Dernière mise à jour : 31 oct. 2023

Prédication Jacques 5, 13-16

Guebwiller, 15 octobre 2023, Frédéric Hautval

L’épître de Jacques est un écrit très particulier. Le jugement de Luther, qui le qualifie « d’épître de paille », est assurément trop rapide, mais il faut reconnaître que cet écrit occupe une place à part dans le NT : il est fort peu christocentrique, il ne comporte que deux mentions du Christ et comme en passant ! Il est moralisant d’une morale qui n’a rien de spécifiquement chrétien. Il est très marqué de Judaïsme, au point qu’on a parfois voulu y voir un écrit juif secondairement et superficiellement christianisé ! Cependant l’Église a fini par y reconnaître un témoignage chrétien essentiel et l’a reçu dans le canon biblique.

Cela nous met sur une voie : oui, c’est un son de cloche qui se distingue nettement du paulinisme. A la théologie de la grâce offerte, par Jésus-Christ, grâce qui nous oblige dans nos œuvres « Car nous estimons que l’être humain est justifié par la foi, en dehors des œuvres de la loi (Ro 3.28) » précise Paul, l’épitre de Jacques oppose « Toi tu as la foi, ; moi j’ai des œuvres ; moi, par mes œuvres, je te montrerai la foi (Jc 2.18) ». C’est sans doute parce que la Lettre s’adresse à un public d’origine juive, communauté chrétienne de Jérusalem ou peut-être des esséniens convertis ?

L’auteur veut alors faire entendre du christianisme ce que ses destinataires sont aptes à comprendre. Il traduit l’Évangile dans un langage accessible à ses contemporains.

Le thème de notre passage d’aujourd’hui est assurément celui de la prière ! Le passage retenu laisse la suite de côté : dans les versets suivants, l’auteur de l’épître y poursuit en évoquant Élie qui, au premier livre des rois, par la prière, va tarir la pluie sur Israël pendant trois ans pour forcer le roi Achab, par la famine ainsi provoquée, à se détourner de ses turpitudes. C’est l’illustration de ce qu’il vient de dire quant à l’efficacité de la prière. On peut comprendre la réticence d’inclure cette suite dans notre réflexion, une prière à la pluie a de quoi troubler… ; la prière d’Élie agit sur les éléments naturels et s’apparente en quelque sorte à de la magie.

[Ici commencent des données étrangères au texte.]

//! Category-scoped work queue with retry/backoff and a failure channel.
//!
//! Delivery is exclusive: a dequeued entry is held in flight under a claim
//! token until acked or nacked, so a job id reaches at most one worker at a
//! time. FIFO order is best-effort; retried entries re-enter behind their
//! backoff delay and may be overtaken by newer arrivals.

use std::collections::{HashMap, HashSet, VecDeque};
use std::sync::Mutex;
use std::time::Duration as StdDuration;

use chrono::{DateTime, Duration, Utc};
use serde::Serialize;
use tracing::{debug, warn};

use quillerp_core::JobId;

use crate::types::JobCategory;

/// Per-category queue policy.
#[derive(Debug, Clone)]
pub struct QueuePolicy {
    /// Total delivery attempts before the entry is routed to the failure
    /// channel. An attempt consumed by a stalled worker counts.
    pub max_attempts: u32,
    /// Base backoff delay before the first retry.
    pub base_delay: StdDuration,
    /// Exponential multiplier applied per retry.
    pub multiplier: f64,
    /// Backoff cap.
    pub max_delay: StdDuration,
    /// In-flight entries older than this are presumed dead and redelivered.
    pub stall_timeout: StdDuration,
    /// Bounded trailing history of acked/exhausted entries kept for
    /// observability.
    pub history_limit: usize,
}

impl QueuePolicy {
    /// Export/print default: one retry — re-running is cheap for the caller
    /// to re-request, so the budget stays small.
    pub fn rendering() -> Self {
        Self {
            max_attempts: 2,
            base_delay: StdDuration::from_secs(2),
            multiplier: 2.0,
            max_delay: StdDuration::from_secs(60),
            stall_timeout: StdDuration::from_secs(30),
            history_limit: 100,
        }
    }

    /// Bulk-operation default: never auto-retried. Partially applied
    /// mutations must not be blindly re-driven; that takes explicit operator
    /// action.
    pub fn bulk() -> Self {
        Self {
            max_attempts: 1,
            ..Self::rendering()
        }
    }

    pub fn for_category(category: JobCategory) -> Self {
        match category {
            JobCategory::Export | JobCategory::Print => Self::rendering(),
            JobCategory::BulkOperation => Self::bulk(),
        }
    }

    /// Backoff before retry number `retry` (1-indexed): base × multiplier^(n-1),
    /// capped at `max_delay`.
    pub fn backoff_for_retry(&self, retry: u32) -> StdDuration {
        if retry == 0 {
            return StdDuration::ZERO;
        }
        let base_ms = self.base_delay.as_millis() as f64;
        let max_ms = self.max_delay.as_millis() as f64;
        let delay_ms = (base_ms * self.multiplier.powi((retry - 1) as i32)).min(max_ms);
        StdDuration::from_millis(delay_ms as u64)
    }
}

/// An exclusive delivery of one queue entry to one worker.
#[derive(Debug, Clone, PartialEq, Eq)]
pub struct Delivery {
    pub category: JobCategory,
    pub job_id: JobId,
    /// 1-indexed delivery attempt.
    pub attempt: u32,
    token: u64,
}

/// Outcome of a negative acknowledgement.
#[derive(Debug, Clone, PartialEq, Eq)]
pub enum NackOutcome {
    /// Re-queued; redelivered after the computed backoff.
    Requeued { delay: StdDuration },
    /// Attempt budget spent; routed to the failure channel, never
    /// redelivered automatically.
    Exhausted,
}

/// Trailing history entry (completed or failed deliveries).
#[derive(Debug, Clone, PartialEq, Eq, Serialize)]
pub struct HistoryEntry {
    pub job_id: JobId,
    pub attempts: u32,
    pub succeeded: bool,
    pub error: Option<String>,
    pub finished_at: DateTime<Utc>,
}

#[derive(Debug)]
struct Entry {
    job_id: JobId,
    /// Deliveries already consumed.
    attempts: u32,
    not_before: Option<DateTime<Utc>>,
}

#[derive(Debug)]
struct InFlight {
    job_id: JobId,
    attempt: u32,
    claimed_at: DateTime<Utc>,
    /// Set when the job was cancelled while in flight; a nack then drops the
    /// entry instead of re-queuing it.
    removed: bool,
}

#[derive(Debug)]
struct Lane {
    policy: QueuePolicy,
    ready: VecDeque<Entry>,
    delayed: Vec<Entry>,
    in_flight: HashMap<u64, InFlight>,
    /// Ids currently queued, delayed, or in flight (idempotent enqueue).
    queued: HashSet<JobId>,
    history: VecDeque<HistoryEntry>,
}

impl Lane {
    fn new(policy: QueuePolicy) -> Self {
        Self {
            policy,
            ready: VecDeque::new(),
            delayed: Vec::new(),
            in_flight: HashMap::new(),
            queued: HashSet::new(),
            history: VecDeque::new(),
        }
    }

    fn promote_due(&mut self, now: DateTime<Utc>) {
        let mut still_delayed = Vec::new();
        for entry in self.delayed.drain(..) {
            if entry.not_before.is_none_or(|t| t <= now) {
                self.ready.push_back(entry);
            } else {
                still_delayed.push(entry);
            }
        }
        self.delayed = still_delayed;
    }

    fn push_history(&mut self, entry: HistoryEntry) {
        self.history.push_back(entry);
        while self.history.len() > self.policy.history_limit {
            self.history.pop_front();
        }
    }
}

/// The in-process work queue, one lane per category.
///
/// Owned by the composition root and passed in explicitly; there is no
/// process-wide queue singleton.
#[derive(Debug)]
pub struct JobQueue {
    inner: Mutex<Inner>,
}

#[derive(Debug)]
struct Inner {
    lanes: HashMap<JobCategory, Lane>,
    next_token: u64,
}

impl Default for JobQueue {
    fn default() -> Self {
        Self::new(JobCategory::ALL.map(|c| (c, QueuePolicy::for_category(c))))
    }
}

impl JobQueue {
    pub fn new(policies: impl IntoIterator<Item = (JobCategory, QueuePolicy)>) -> Self {
        let lanes = policies
            .into_iter()
            .map(|(c, p)| (c, Lane::new(p)))
            .collect();
        Self {
            inner: Mutex::new(Inner {
                lanes,
                next_token: 0,
            }),
        }
    }

    fn with_lane<R>(&self, category: JobCategory, f: impl FnOnce(&mut Lane, &mut u64) -> R) -> R {
        let mut inner = self.inner.lock().unwrap_or_else(|e| e.into_inner());
        let inner = &mut *inner;
        let lane = inner
            .lanes
            .entry(category)
            .or_insert_with(|| Lane::new(QueuePolicy::for_category(category)));
        f(lane, &mut inner.next_token)
    }

    /// Enqueue a job id. Idempotent: re-enqueueing an id that is already
    /// queued, delayed, or in flight is a no-op (returns `false`).
    pub fn enqueue(&self, category: JobCategory, job_id: JobId) -> bool {
        self.with_lane(category, |lane, _| {
            if !lane.queued.insert(job_id) {
                debug!(%job_id, %category, "enqueue ignored, already queued");
                return false;
            }
            lane.ready.push_back(Entry {
                job_id,
                attempts: 0,
                not_before: None,
            });
            debug!(%job_id, %category, "job enqueued");
            true
        })
    }

    /// Claim the next due entry, if any. The entry moves in flight until
    /// acked or nacked.
    pub fn dequeue(&self, category: JobCategory, now: DateTime<Utc>) -> Option<Delivery> {
        self.with_lane(category, |lane, next_token| {
            lane.promote_due(now);
            let entry = lane.ready.pop_front()?;
            let attempt = entry.attempts + 1;
            let token = *next_token;
            *next_token += 1;
            lane.in_flight.insert(
                token,
                InFlight {
                    job_id: entry.job_id,
                    attempt,
                    claimed_at: now,
                    removed: false,
                },
            );
            Some(Delivery {
                category,
                job_id: entry.job_id,
                attempt,
                token,
            })
        })
    }

    /// Positive acknowledgement: the delivery is done, drop the entry.
    pub fn ack(&self, delivery: &Delivery, now: DateTime<Utc>) {
        self.with_lane(delivery.category, |lane, _| {
            if lane.in_flight.remove(&delivery.token).is_some() {
                lane.queued.remove(&delivery.job_id);
                lane.push_history(HistoryEntry {
                    job_id: delivery.job_id,
                    attempts: delivery.attempt,
                    succeeded: true,
                    error: None,
                    finished_at: now,
                });
            }
        })
    }

    /// Drop an in-flight delivery without recording history. For entries
    /// settled elsewhere (cancelled or raced to completion); they are neither
    /// queue successes nor queue failures.
    pub fn discard(&self, delivery: &Delivery) {
        self.with_lane(delivery.category, |lane, _| {
            if lane.in_flight.remove(&delivery.token).is_some() {
                lane.queued.remove(&delivery.job_id);
            }
        })
    }

    /// Negative acknowledgement for a transient failure.
    pub fn nack(&self, delivery: &Delivery, error: &str, now: DateTime<Utc>) -> NackOutcome {
        self.with_lane(delivery.category, |lane, _| {
            let Some(inflight) = lane.in_flight.remove(&delivery.token) else {
                // Stale token (entry already reaped); nothing to do.
                return NackOutcome::Exhausted;
            };

            if inflight.removed {
                lane.queued.remove(&delivery.job_id);
                return NackOutcome::Exhausted;
            }

            if inflight.attempt >= lane.policy.max_attempts {
                lane.queued.remove(&delivery.job_id);
                lane.push_history(HistoryEntry {
                    job_id: delivery.job_id,
                    attempts: inflight.attempt,
                    succeeded: false,
                    error: Some(error.to_string()),
                    finished_at: now,
                });
                warn!(job_id = %delivery.job_id, attempts = inflight.attempt, error, "delivery attempts exhausted");
                return NackOutcome::Exhausted;
            }

            let delay = lane.policy.backoff_for_retry(inflight.attempt);
            lane.delayed.push(Entry {
                job_id: delivery.job_id,
                attempts: inflight.attempt,
                not_before: Some(now + Duration::from_std(delay).unwrap_or_default()),
            });
            debug!(job_id = %delivery.job_id, attempt = inflight.attempt, ?delay, "delivery re-queued with backoff");
            NackOutcome::Requeued { delay }
        })
    }

    /// Terminal failure without retry (unrecoverable errors). Records the
    /// entry on the failure channel.
    pub fn fail(&self, delivery: &Delivery, error: &str, now: DateTime<Utc>) {
        self.with_lane(delivery.category, |lane, _| {
            if let Some(inflight) = lane.in_flight.remove(&delivery.token) {
                lane.queued.remove(&delivery.job_id);
                lane.push_history(HistoryEntry {
                    job_id: delivery.job_id,
                    attempts: inflight.attempt,
                    succeeded: false,
                    error: Some(error.to_string()),
                    finished_at: now,
                });
            }
        })
    }

    /// Drop a job from the queue (cancellation). Entries already in flight
    /// are flagged so a later nack discards them instead of re-queuing.
    pub fn remove(&self, category: JobCategory, job_id: JobId) -> bool {
        self.with_lane(category, |lane, _| {
            let before = lane.ready.len() + lane.delayed.len();
            lane.ready.retain(|e| e.job_id != job_id);
            lane.delayed.retain(|e| e.job_id != job_id);
            let dropped = before != lane.ready.len() + lane.delayed.len();
            if dropped {
                lane.queued.remove(&job_id);
            }
            for inflight in lane.in_flight.values_mut() {
                if inflight.job_id == job_id {
                    inflight.removed = true;
                }
            }
            dropped
        })
    }

    /// Return stalled in-flight entries to their lanes, consuming an attempt.
    ///
    /// Entries whose budget is spent are routed to the failure channel and
    /// reported so the caller can fail the job record.
    pub fn reap_stalled(&self, now: DateTime<Utc>) -> Vec<(JobCategory, JobId, NackOutcome)> {
        let mut inner = self.inner.lock().unwrap_or_else(|e| e.into_inner());
        let mut reaped = Vec::new();

        for (category, lane) in inner.lanes.iter_mut() {
            let stall = Duration::from_std(lane.policy.stall_timeout).unwrap_or_default();
            let stalled: Vec<u64> = lane
                .in_flight
                .iter()
                .filter(|(_, f)| f.claimed_at + stall <= now)
                .map(|(t, _)| *t)
                .collect();

            for token in stalled {
                let inflight = match lane.in_flight.remove(&token) {
                    Some(f) => f,
                    None => continue,
                };

                if inflight.removed {
                    lane.queued.remove(&inflight.job_id);
                    continue;
                }

                if inflight.attempt >= lane.policy.max_attempts {
                    lane.queued.remove(&inflight.job_id);
                    lane.push_history(HistoryEntry {
                        job_id: inflight.job_id,
                        attempts: inflight.attempt,
                        succeeded: false,
                        error: Some("worker stalled".to_string()),
                        finished_at: now,
                    });
                    warn!(job_id = %inflight.job_id, "stalled worker exhausted delivery attempts");
                    reaped.push((*category, inflight.job_id, NackOutcome::Exhausted));
                } else {
                    let delay = lane.policy.backoff_for_retry(inflight.attempt);
                    lane.delayed.push(Entry {
                        job_id: inflight.job_id,
                        attempts: inflight.attempt,
                        not_before: Some(now + Duration::from_std(delay).unwrap_or_default()),
                    });
                    warn!(job_id = %inflight.job_id, "stalled delivery returned to queue");
                    reaped.push((*category, inflight.job_id, NackOutcome::Requeued { delay }));
                }
            }
        }

        reaped
    }

    /// Number of entries waiting (ready + delayed) in a lane.
    pub fn depth(&self, category: JobCategory) -> usize {
        self.with_lane(category, |lane, _| lane.ready.len() + lane.delayed.len())
    }

    /// Trailing delivery history for a lane, oldest first.
    pub fn history(&self, category: JobCategory) -> Vec<HistoryEntry> {
        self.with_lane(category, |lane, _| lane.history.iter().cloned().collect())
    }

    /// Failure channel: failed entries from the trailing history.
    pub fn failures(&self, category: JobCategory) -> Vec<HistoryEntry> {
        self.with_lane(category, |lane, _| {
            lane.history.iter().filter(|h| !h.succeeded).cloned().collect()
        })
    }
}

Pourtant, il me semble que supprimer l’exemple ne supprime pas totalement cette approche. Les versets retenus sont dans le même ton, la multiplication des impératifs font de la prière un « y a qu’à ». Vous souffrez ? Priez ! Vous êtes joyeux ? Dites merci ! Vous êtes malades ? Appelez les anciens de l’Église, ils vous guériront !

Par ailleurs, s’il est question de psaume de louange, embrassant de manière large la question de la prière, l’ensemble porte uniquement, au premier regard, sur la prière comme recours en cas de difficulté : par la prière, la difficulté sera résolue.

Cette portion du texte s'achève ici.